- WORKING DATA -

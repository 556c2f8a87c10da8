use std::thread;
use std::time::Duration;

use tracing::debug;

use super::EpdDriver;
use super::bus::{BusyPolicy, PanelBus, Pins};
use super::error::{DriverError, Result};
use crate::convert::{Frame, Plane};
use crate::panel::{ColorMode, PanelSpec};

const PANEL_SETTING: u8 = 0x00;
const POWER_OFF: u8 = 0x02;
const POWER_ON: u8 = 0x04;
const DEEP_SLEEP: u8 = 0x07;
const DATA_START_BLACK: u8 = 0x10;
const DISPLAY_REFRESH: u8 = 0x12;
const DATA_START_RED: u8 = 0x13;
const VCOM_DATA_INTERVAL: u8 = 0x50;
const GET_STATUS: u8 = 0x71;

const DEEP_SLEEP_CHECK: u8 = 0xA5;

pub const WIDTH: u16 = 400;
pub const HEIGHT: u16 = 300;

pub struct Epd4in2bV2Config {
    pub spi_path: String,
    pub gpio_chip: String,
    pub pins: Pins,
}

impl Default for Epd4in2bV2Config {
    fn default() -> Self {
        Self {
            spi_path: "/dev/spidev0.0".to_string(),
            gpio_chip: "/dev/gpiochip0".to_string(),
            pins: Pins::WAVESHARE,
        }
    }
}

/// Waveshare 4.2" black/red/white panel.
pub struct Epd4in2bV2 {
    bus: PanelBus,
}

impl Epd4in2bV2 {
    pub fn new(config: Epd4in2bV2Config) -> Result<Self> {
        let bus = PanelBus::open(
            &config.spi_path,
            &config.gpio_chip,
            config.pins,
            4_000_000,
            BusyPolicy::PollUntilHigh,
        )?;
        Ok(Self { bus })
    }

    fn wait_ready(&mut self, timeout: Duration) -> Result<()> {
        self.bus.send_command(GET_STATUS)?;
        self.bus.wait_until_idle(timeout)
    }

    fn send_planes(&mut self, black: &[u8], red: &[u8]) -> Result<()> {
        let expected = (WIDTH as usize).div_ceil(8) * HEIGHT as usize;
        for plane in [black, red] {
            if plane.len() != expected {
                return Err(DriverError::InvalidBufferSize {
                    expected,
                    received: plane.len(),
                });
            }
        }

        self.bus.send_command_data(DATA_START_BLACK, black)?;
        self.bus.send_command_data(DATA_START_RED, red)?;
        self.bus.send_command(DISPLAY_REFRESH)?;
        thread::sleep(Duration::from_millis(20));
        self.wait_ready(Duration::from_secs(30))
    }
}

impl EpdDriver for Epd4in2bV2 {
    fn panel(&self) -> PanelSpec {
        PanelSpec::two_color(WIDTH, HEIGHT)
    }

    fn init(&mut self) -> Result<()> {
        debug!("epd4in2b init");
        self.bus.hardware_reset(Duration::from_millis(200))?;
        self.bus.send_command(POWER_ON)?;
        self.wait_ready(Duration::from_secs(5))?;
        self.bus.send_command_data(PANEL_SETTING, &[0x0F])
    }

    fn display(&mut self, frame: &Frame) -> Result<()> {
        match frame {
            Frame::TwoColor { primary, secondary } => {
                self.send_planes(primary.as_bytes(), secondary.as_bytes())
            }
            other => Err(DriverError::UnsupportedFrame {
                expected: ColorMode::TwoColor,
                received: other.color_mode(),
            }),
        }
    }

    fn clear(&mut self) -> Result<()> {
        let blank = Plane::white(WIDTH, HEIGHT);
        self.send_planes(blank.as_bytes(), blank.as_bytes())
    }

    fn sleep(&mut self) -> Result<()> {
        debug!("epd4in2b sleep");
        self.bus.send_command_data(VCOM_DATA_INTERVAL, &[0xF7])?;
        self.bus.send_command(POWER_OFF)?;
        self.wait_ready(Duration::from_secs(5))?;
        self.bus.send_command_data(DEEP_SLEEP, &[DEEP_SLEEP_CHECK])
    }
}
use std::time::Duration;

use thiserror::Error;

use crate::panel::ColorMode;

#[derive(Error, Debug)]
pub enum DriverError {
    #[error("IO error: {0}")]
    Io(#[from] std::io::Error),

    #[cfg(target_os = "linux")]
    #[error("GPIO error: {0}")]
    Gpio(#[from] gpio_cdev::errors::Error),

    #[error("Timed out waiting for {0} after {1:?}")]
    Timeout(&'static str, Duration),

    #[error("Invalid buffer size: expected {expected}, got {received}")]
    InvalidBufferSize { expected: usize, received: usize },

    #[error("Unsupported resolution {0}x{1}")]
    UnsupportedResolution(u16, u16),

    #[error("Driver for {expected} panels cannot show a {received} frame")]
    UnsupportedFrame {
        expected: ColorMode,
        received: ColorMode,
    },

    #[error("Image error: {0}")]
    Image(#[from] image::ImageError),
}

pub type Result<T> = std::result::Result<T, DriverError>;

- TASK STATEMENT -
Make an exact copy of every record in the listing.

- RESULT OF THE TASK -
repository 556c2f8a87c10da8
use std::thread;
use std::time::Duration;

use tracing::debug;

use super::EpdDriver;
use super::bus::{BusyPolicy, PanelBus, Pins};
use super::error::{DriverError, Result};
use crate::convert::{Frame, Plane};
use crate::panel::{ColorMode, PanelSpec};

const PANEL_SETTING: u8 = 0x00;
const POWER_OFF: u8 = 0x02;
const POWER_ON: u8 = 0x04;
const DEEP_SLEEP: u8 = 0x07;
const DATA_START_BLACK: u8 = 0x10;
const DISPLAY_REFRESH: u8 = 0x12;
const DATA_START_RED: u8 = 0x13;
const VCOM_DATA_INTERVAL: u8 = 0x50;
const GET_STATUS: u8 = 0x71;

const DEEP_SLEEP_CHECK: u8 = 0xA5;

pub const WIDTH: u16 = 400;
pub const HEIGHT: u16 = 300;

pub struct Epd4in2bV2Config {
    pub spi_path: String,
    pub gpio_chip: String,
    pub pins: Pins,
}

impl Default for Epd4in2bV2Config {
    fn default() -> Self {
        Self {
            spi_path: "/dev/spidev0.0".to_string(),
            gpio_chip: "/dev/gpiochip0".to_string(),
            pins: Pins::WAVESHARE,
        }
    }
}

/// Waveshare 4.2" black/red/white panel.
pub struct Epd4in2bV2 {
    bus: PanelBus,
}

impl Epd4in2bV2 {
    pub fn new(config: Epd4in2bV2Config) -> Result<Self> {
        let bus = PanelBus::open(
            &config.spi_path,
            &config.gpio_chip,
            config.pins,
            4_000_000,
            BusyPolicy::PollUntilHigh,
        )?;
        Ok(Self { bus })
    }

    fn wait_ready(&mut self, timeout: Duration) -> Result<()> {
        self.bus.send_command(GET_STATUS)?;
        self.bus.wait_until_idle(timeout)
    }

    fn send_planes(&mut self, black: &[u8], red: &[u8]) -> Result<()> {
        let expected = (WIDTH as usize).div_ceil(8) * HEIGHT as usize;
        for plane in [black, red] {
            if plane.len() != expected {
                return Err(DriverError::InvalidBufferSize {
                    expected,
                    received: plane.len(),
                });
            }
        }

        self.bus.send_command_data(DATA_START_BLACK, black)?;
        self.bus.send_command_data(DATA_START_RED, red)?;
        self.bus.send_command(DISPLAY_REFRESH)?;
        thread::sleep(Duration::from_millis(20));
        self.wait_ready(Duration::from_secs(30))
    }
}

impl EpdDriver for Epd4in2bV2 {
    fn panel(&self) -> PanelSpec {
        PanelSpec::two_color(WIDTH, HEIGHT)
    }

    fn init(&mut self) -> Result<()> {
        debug!("epd4in2b init");
        self.bus.hardware_reset(Duration::from_millis(200))?;
        self.bus.send_command(POWER_ON)?;
        self.wait_ready(Duration::from_secs(5))?;
        self.bus.send_command_data(PANEL_SETTING, &[0x0F])
    }

    fn display(&mut self, frame: &Frame) -> Result<()> {
        match frame {
            Frame::TwoColor { primary, secondary } => {
                self.send_planes(primary.as_bytes(), secondary.as_bytes())
            }
            other => Err(DriverError::UnsupportedFrame {
                expected: ColorMode::TwoColor,
                received: other.color_mode(),
            }),
        }
    }

    fn clear(&mut self) -> Result<()> {
        let blank = Plane::white(WIDTH, HEIGHT);
        self.send_planes(blank.as_bytes(), blank.as_bytes())
    }

    fn sleep(&mut self) -> Result<()> {
        debug!("epd4in2b sleep");
        self.bus.send_command_data(VCOM_DATA_INTERVAL, &[0xF7])?;
        self.bus.send_command(POWER_OFF)?;
        self.wait_ready(Duration::from_secs(5))?;
        self.bus.send_command_data(DEEP_SLEEP, &[DEEP_SLEEP_CHECK])
    }
}
use std::time::Duration;

use thiserror::Error;

use crate::panel::ColorMode;

#[derive(Error, Debug)]
pub enum DriverError {
    #[error("IO error: {0}")]
    Io(#[from] std::io::Error),

    #[cfg(target_os = "linux")]
    #[error("GPIO error: {0}")]
    Gpio(#[from] gpio_cdev::errors::Error),

    #[error("Timed out waiting for {0} after {1:?}")]
    Timeout(&'static str, Duration),

    #[error("Invalid buffer size: expected {expected}, got {received}")]
    InvalidBufferSize { expected: usize, received: usize },

    #[error("Unsupported resolution {0}x{1}")]
    UnsupportedResolution(u16, u16),

    #[error("Driver for {expected} panels cannot show a {received} frame")]
    UnsupportedFrame {
        expected: ColorMode,
        received: ColorMode,
    },

    #[error("Image error: {0}")]
    Image(#[from] image::ImageError),
}

pub type Result<T> = std::result::Result<T, DriverError>;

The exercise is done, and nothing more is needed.